→ **Assignment**:
Read through the records. Copy each line that has the word "waiting".

········

//! Pipeline context: shared data passed into the walk thread and the search workers.

use std::path::{Path, PathBuf};
use std::sync::atomic::{AtomicUsize, Ordering};
use std::sync::{Arc, Mutex, PoisonError};
use std::thread::JoinHandle;

use crate::utils::config::PackagePaths;
use crate::{Match, Opts, WorkItem};

use super::channel::{BoundedChannel, CancelToken};

/// Callback receiving every match. Called concurrently from many workers.
pub type MatchSink = Arc<dyn Fn(&Match) + Send + Sync>;

/// Paths the walk or a worker could not read, with the reason. Shared by all threads of a run.
#[derive(Clone, Debug, Default)]
pub struct ErrorLedger {
    skipped_paths: Arc<Mutex<Vec<(PathBuf, String)>>>,
}

impl ErrorLedger {
    /// Append in arrival order; the first entry is the run's first error.
    pub fn record(&self, path: PathBuf, msg: String) {
        self.skipped_paths
            .lock()
            .unwrap_or_else(PoisonError::into_inner)
            .push((path, msg));
    }

    pub fn skipped_paths(&self) -> Vec<(PathBuf, String)> {
        self.skipped_paths
            .lock()
            .unwrap_or_else(PoisonError::into_inner)
            .clone()
    }

    pub fn len(&self) -> usize {
        self.skipped_paths
            .lock()
            .unwrap_or_else(PoisonError::into_inner)
            .len()
    }

    pub fn is_empty(&self) -> bool {
        self.len() == 0
    }
}

/// Run counters bumped by the workers. Reporting only; never used for coordination.
#[derive(Debug, Default)]
pub struct PipelineStats {
    pub files_scanned: AtomicUsize,
    pub matches: AtomicUsize,
    pub scan_errors: AtomicUsize,
    pub sentinel_observations: AtomicUsize,
}

impl PipelineStats {
    pub fn bump(counter: &AtomicUsize, n: usize) {
        counter.fetch_add(n, Ordering::Relaxed);
    }

    pub fn get(counter: &AtomicUsize) -> usize {
        counter.load(Ordering::Relaxed)
    }
}

/// Walk settings. Moved into the walk thread.
#[derive(Clone, Debug)]
pub struct WalkContext {
    pub root: PathBuf,
    pub exclude: Vec<String>,
    pub follow_links: bool,
    pub strict: bool,
    pub errors: ErrorLedger,
}

/// What every worker shares: the keyword, where matches go, counters, and the error ledger.
#[derive(Clone)]
pub struct WorkerContext {
    pub keyword: Arc<str>,
    pub on_match: MatchSink,
    pub stats: Arc<PipelineStats>,
    pub errors: ErrorLedger,
}

/// Channel and shared state for one run. The walk thread gets `channel` + `walk`; each worker
/// gets a clone of `channel` + `worker`.
pub struct PipelineChannels {
    pub channel: BoundedChannel<WorkItem>,
    pub walk: WalkContext,
    pub worker: WorkerContext,
    pub stats: Arc<PipelineStats>,
    pub errors: ErrorLedger,
}

pub fn create_pipeline_channels(
    root: &Path,
    keyword: &str,
    opts: &Opts,
    on_match: MatchSink,
    cancel: CancelToken,
) -> anyhow::Result<PipelineChannels> {
    let channel = BoundedChannel::new(opts.capacity, cancel)?;
    let stats = Arc::new(PipelineStats::default());
    let errors = ErrorLedger::default();

    let mut exclude = PackagePaths::get().default_exclude_patterns();
    exclude.extend(opts.exclude.iter().cloned());

    let walk = WalkContext {
        root: root.to_path_buf(),
        exclude,
        follow_links: opts.follow_links,
        strict: opts.strict,
        errors: errors.clone(),
    };
    let worker = WorkerContext {
        keyword: Arc::from(keyword),
        on_match,
        stats: Arc::clone(&stats),
        errors: errors.clone(),
    };

    Ok(PipelineChannels {
        channel,
        walk,
        worker,
        stats,
        errors,
    })
}

/// Handles returned by [`run_pipeline`](super::run_pipeline): join them with
/// [`shutdown_pipeline_handles`](super::shutdown_pipeline_handles) when done.
pub struct PipelineHandles {
    pub walk_handle: JoinHandle<usize>,
    pub worker_handles: Vec<JoinHandle<()>>,
    pub channel: BoundedChannel<WorkItem>,
    pub cancel: CancelToken,
    pub stats: Arc<PipelineStats>,
    pub errors: ErrorLedger,
}
//! Bounded, interruptible FIFO shared by the walk thread and the search workers.
//!
//! [`BoundedChannel`] owns both ends of a `crossbeam_channel::bounded` queue so that any holder can
//! both `put` and `take` (workers republish the sentinel into the same channel they drain). Every
//! blocking call is selected together with a [`CancelToken`], so a cancelled run unblocks waiting
//! threads instead of leaving them parked forever.

use crossbeam_channel::{Receiver, Select, Sender, bounded};
use std::sync::atomic::{AtomicBool, Ordering};
use std::sync::{Arc, Mutex};
use thiserror::Error;

/// Failures of a channel operation. None of them leave the buffer partially mutated.
#[derive(Debug, Error, PartialEq, Eq)]
pub enum ChannelError {
    /// The shared [`CancelToken`] fired before or while the caller was waiting.
    #[error("channel operation interrupted by cancellation")]
    Interrupted,
    /// Every handle on the other side is gone. Cannot happen while a [`BoundedChannel`] is alive,
    /// since each handle keeps both ends open.
    #[error("channel disconnected")]
    Disconnected,
    #[error("channel capacity must be at least 1")]
    ZeroCapacity,
}

/// Cooperative cancellation shared by every blocking operation of a pipeline run.
///
/// Cancelling drops the only sender of an internal signal channel; every `Select` waiting on the
/// receiving side then wakes with a disconnect, which is how blocked `put`/`take` calls notice.
#[derive(Clone, Debug)]
pub struct CancelToken {
    cancelled: Arc<AtomicBool>,
    trigger: Arc<Mutex<Option<Sender<()>>>>,
    signal: Receiver<()>,
}

impl Default for CancelToken {
    fn default() -> Self {
        Self::new()
    }
}

impl CancelToken {
    pub fn new() -> Self {
        let (tx, rx) = bounded::<()>(0);
        Self {
            cancelled: Arc::new(AtomicBool::new(false)),
            trigger: Arc::new(Mutex::new(Some(tx))),
            signal: rx,
        }
    }

    /// Fire the token. Idempotent; wakes every operation currently blocked on it.
    pub fn cancel(&self) {
        self.cancelled.store(true, Ordering::SeqCst);
        let sender = self
            .trigger
            .lock()
            .unwrap_or_else(|poisoned| poisoned.into_inner())
            .take();
        drop(sender);
    }

    pub fn is_cancelled(&self) -> bool {
        self.cancelled.load(Ordering::SeqCst)
    }

    pub(crate) fn signal(&self) -> &Receiver<()> {
        &self.signal
    }
}

/// Fixed-capacity FIFO with blocking `put`/`take`. Clones are handles on the same buffer.
#[derive(Debug)]
pub struct BoundedChannel<T> {
    tx: Sender<T>,
    rx: Receiver<T>,
    capacity: usize,
    cancel: CancelToken,
}

impl<T> Clone for BoundedChannel<T> {
    fn clone(&self) -> Self {
        Self {
            tx: self.tx.clone(),
            rx: self.rx.clone(),
            capacity: self.capacity,
            cancel: self.cancel.clone(),
        }
    }
}

impl<T> BoundedChannel<T> {
    /// Create a channel holding at most `capacity` items. A zero capacity is rejected: the
    /// sentinel protocol needs room to park the republished token.
    pub fn new(capacity: usize, cancel: CancelToken) -> Result<Self, ChannelError> {
        if capacity == 0 {
            return Err(ChannelError::ZeroCapacity);
        }
        let (tx, rx) = bounded(capacity);
        Ok(Self {
            tx,
            rx,
            capacity,
            cancel,
        })
    }

    /// Append `item` at the tail, suspending while the buffer is full.
    ///
    /// On [`ChannelError::Interrupted`] the item was not enqueued and is dropped.
    pub fn put(&self, item: T) -> Result<(), ChannelError> {
        if self.cancel.is_cancelled() {
            return Err(ChannelError::Interrupted);
        }
        let mut sel = Select::new();
        let send_idx = sel.send(&self.tx);
        let cancel_idx = sel.recv(self.cancel.signal());
        let oper = sel.select();
        match oper.index() {
            i if i == send_idx => oper
                .send(&self.tx, item)
                .map_err(|_| ChannelError::Disconnected),
            i if i == cancel_idx => {
                let _ = oper.recv(self.cancel.signal());
                Err(ChannelError::Interrupted)
            }
            _ => unreachable!("select returned an operation that was never registered"),
        }
    }

    /// Remove and return the head item, suspending while the buffer is empty.
    pub fn take(&self) -> Result<T, ChannelError> {
        if self.cancel.is_cancelled() {
            return Err(ChannelError::Interrupted);
        }
        let mut sel = Select::new();
        let recv_idx = sel.recv(&self.rx);
        let cancel_idx = sel.recv(self.cancel.signal());
        let oper = sel.select();
        match oper.index() {
            i if i == recv_idx => oper.recv(&self.rx).map_err(|_| ChannelError::Disconnected),
            i if i == cancel_idx => {
                let _ = oper.recv(self.cancel.signal());
                Err(ChannelError::Interrupted)
            }
            _ => unreachable!("select returned an operation that was never registered"),
        }
    }

    pub fn len(&self) -> usize {
        self.rx.len()
    }

    pub fn is_empty(&self) -> bool {
        self.rx.is_empty()
    }

    pub fn is_full(&self) -> bool {
        self.tx.is_full()
    }

    pub fn capacity(&self) -> usize {
        self.capacity
    }

    pub fn cancel_token(&self) -> &CancelToken {
        &self.cancel
    }
}
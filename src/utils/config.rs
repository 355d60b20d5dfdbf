//! Application configuration constants.
//! Pipeline sizing and package-derived names in one place.

use std::sync::OnceLock;

// ---- Package / paths (from CARGO_PKG_NAME, cached) ----

/// Package-derived names: built once from `CARGO_PKG_NAME`, then cached.
pub struct PackagePaths {
    pkg_name: &'static str,
    config_filename: String,
    walk_thread_name: String,
    worker_thread_prefix: String,
}

static PACKAGE_PATHS: OnceLock<PackagePaths> = OnceLock::new();

impl PackagePaths {
    /// Build and cache names from `CARGO_PKG_NAME`. Called once on first use.
    pub fn get() -> &'static PackagePaths {
        PACKAGE_PATHS.get_or_init(|| {
            let pkg = env!("CARGO_PKG_NAME");
            PackagePaths {
                pkg_name: pkg,
                config_filename: format!(".{pkg}.toml"),
                walk_thread_name: format!("{pkg}-walk"),
                worker_thread_prefix: format!("{pkg}-worker"),
            }
        })
    }

    pub fn pkg_name(&self) -> &str {
        self.pkg_name
    }

    /// Per-directory settings file, e.g. `.needlescan.toml`.
    pub fn config_filename(&self) -> &str {
        &self.config_filename
    }

    pub fn walk_thread_name(&self) -> &str {
        &self.walk_thread_name
    }

    pub fn worker_thread_name(&self, id: usize) -> String {
        format!("{}-{id}", self.worker_thread_prefix)
    }

    /// Names excluded from the walk by default: our own settings file.
    pub fn default_exclude_patterns(&self) -> Vec<String> {
        vec![self.config_filename().to_string()]
    }
}

// ---- Pipeline ----

/// Channel and pool sizing used when neither the CLI nor the settings file overrides them.
pub struct PipelineDefaults;

impl PipelineDefaults {
    /// Slots in the bounded channel between the walk and the workers.
    pub const CHANNEL_CAPACITY: usize = 10;
    /// Search workers started for a run.
    pub const WORKERS: usize = 100;
    /// Symlinked directories are descended into and symlinked files scanned.
    pub const FOLLOW_LINKS: bool = true;
}

// ---- Scanning ----

/// Read buffer for the per-file line scan (bytes). 64 KB.
pub const SCAN_BUFFER_SIZE: usize = 64 * 1024;
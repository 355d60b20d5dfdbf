//! Per-file keyword scan: line-oriented substring match.

use anyhow::{Context, Result};
use std::borrow::Cow;
use std::fs::File;
use std::io::{BufRead, BufReader};
use std::path::Path;

use crate::Match;
use crate::utils::config::SCAN_BUFFER_SIZE;

/// Scan the file at `path` for `keyword`, calling `on_match` for every matching line in order.
/// Returns the number of matches.
pub fn scan_file<F>(path: &Path, keyword: &str, on_match: F) -> Result<usize>
where
    F: FnMut(Match),
{
    let file = File::open(path).with_context(|| format!("open {}", path.display()))?;
    let reader = BufReader::with_capacity(SCAN_BUFFER_SIZE, file);
    scan_reader(reader, path, keyword, on_match)
        .with_context(|| format!("read {}", path.display()))
}

/// Scan any buffered reader. `path` is only used to label the matches.
///
/// Lines end at `\n` (a trailing `\r` is dropped). Invalid UTF-8 is replaced rather than failing
/// the file, so binary files are scanned too.
pub fn scan_reader<R, F>(
    mut reader: R,
    path: &Path,
    keyword: &str,
    mut on_match: F,
) -> Result<usize>
where
    R: BufRead,
    F: FnMut(Match),
{
    let mut buf = Vec::new();
    let mut line_number = 0_usize;
    let mut found = 0_usize;
    loop {
        buf.clear();
        if reader.read_until(b'\n', &mut buf)? == 0 {
            break;
        }
        line_number += 1;
        let line = trim_line_ending(&buf);
        let text: Cow<'_, str> = String::from_utf8_lossy(line);
        if text.contains(keyword) {
            found += 1;
            on_match(Match {
                path: path.to_path_buf(),
                line_number,
                line: text.into_owned(),
            });
        }
    }
    Ok(found)
}

fn trim_line_ending(buf: &[u8]) -> &[u8] {
    let buf = buf.strip_suffix(b"\n").unwrap_or(buf);
    buf.strip_suffix(b"\r").unwrap_or(buf)
}
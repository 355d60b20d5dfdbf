//! Public and internal types for the needlescan API and pipeline.

use std::fmt;
use std::path::PathBuf;

use crate::utils::config::PipelineDefaults;

/// One unit of work travelling through the bounded channel.
///
/// `Sentinel` is the end-of-stream token. It is told apart from files by variant, so no path
/// (not even an empty one) can be mistaken for it.
#[derive(Clone, Debug, PartialEq, Eq)]
pub enum WorkItem {
    File(PathBuf),
    Sentinel,
}

impl WorkItem {
    pub fn is_sentinel(&self) -> bool {
        matches!(self, WorkItem::Sentinel)
    }
}

/// A line containing the keyword. `line_number` is 1-based.
#[derive(Clone, Debug, PartialEq, Eq)]
pub struct Match {
    pub path: PathBuf,
    pub line_number: usize,
    pub line: String,
}

impl fmt::Display for Match {
    /// `path:lineNumber:line`, the format printed for every hit.
    fn fmt(&self, f: &mut fmt::Formatter<'_>) -> fmt::Result {
        write!(f, "{}:{}:{}", self.path.display(), self.line_number, self.line)
    }
}

/// Lib-only options for [`search_dir`](crate::search_dir).
#[derive(Clone, Debug)]
pub struct SearchOpts {
    /// Bounded channel capacity. Must be at least 1.
    pub capacity: usize,
    /// Number of search workers. Must be at least 1.
    pub workers: usize,
    /// Exclude patterns (glob syntax, e.g. `target`, `*.log`).
    pub exclude: Vec<String>,
    /// Descend into symlinked directories. Symlinked files are scanned either way.
    pub follow_links: bool,
    /// Strict mode: stop the walk at the first traversal error and fail the run.
    pub strict: bool,
}

impl Default for SearchOpts {
    fn default() -> Self {
        Self {
            capacity: PipelineDefaults::CHANNEL_CAPACITY,
            workers: PipelineDefaults::WORKERS,
            exclude: Vec::new(),
            follow_links: PipelineDefaults::FOLLOW_LINKS,
            strict: false,
        }
    }
}

impl From<&SearchOpts> for Opts {
    fn from(o: &SearchOpts) -> Self {
        Opts {
            capacity: o.capacity,
            workers: o.workers,
            exclude: o.exclude.clone(),
            follow_links: o.follow_links,
            strict: o.strict,
            verbose: false,
        }
    }
}

/// Full options (CLI and lib). Use [`SearchOpts`] for lib.
#[derive(Clone, Debug)]
pub struct Opts {
    pub capacity: usize,
    pub workers: usize,
    pub exclude: Vec<String>,
    pub follow_links: bool,
    pub strict: bool,
    /// List every skipped path after the run.
    pub verbose: bool,
}

impl Default for Opts {
    fn default() -> Self {
        Opts::from(&SearchOpts::default())
    }
}

/// What a finished (or cancelled) run did.
#[derive(Clone, Debug, Default)]
pub struct SearchSummary {
    /// Files the walk put into the channel.
    pub files_enqueued: usize,
    /// Files a worker took and attempted to scan (including ones that failed to open).
    pub files_scanned: usize,
    pub matches: usize,
    pub scan_errors: usize,
    /// Times any worker took the sentinel. Equals the worker count on a completed run.
    pub sentinel_observations: usize,
    /// Paths the walk or a worker could not read, with the reason.
    pub skipped_paths: Vec<(PathBuf, String)>,
    pub cancelled: bool,
}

········

→ **Output**:
//! blocking call is selected together with a [`CancelToken`], so a cancelled run unblocks waiting
    /// The shared [`CancelToken`] fired before or while the caller was waiting.
/// Cancelling drops the only sender of an internal signal channel; every `Select` waiting on the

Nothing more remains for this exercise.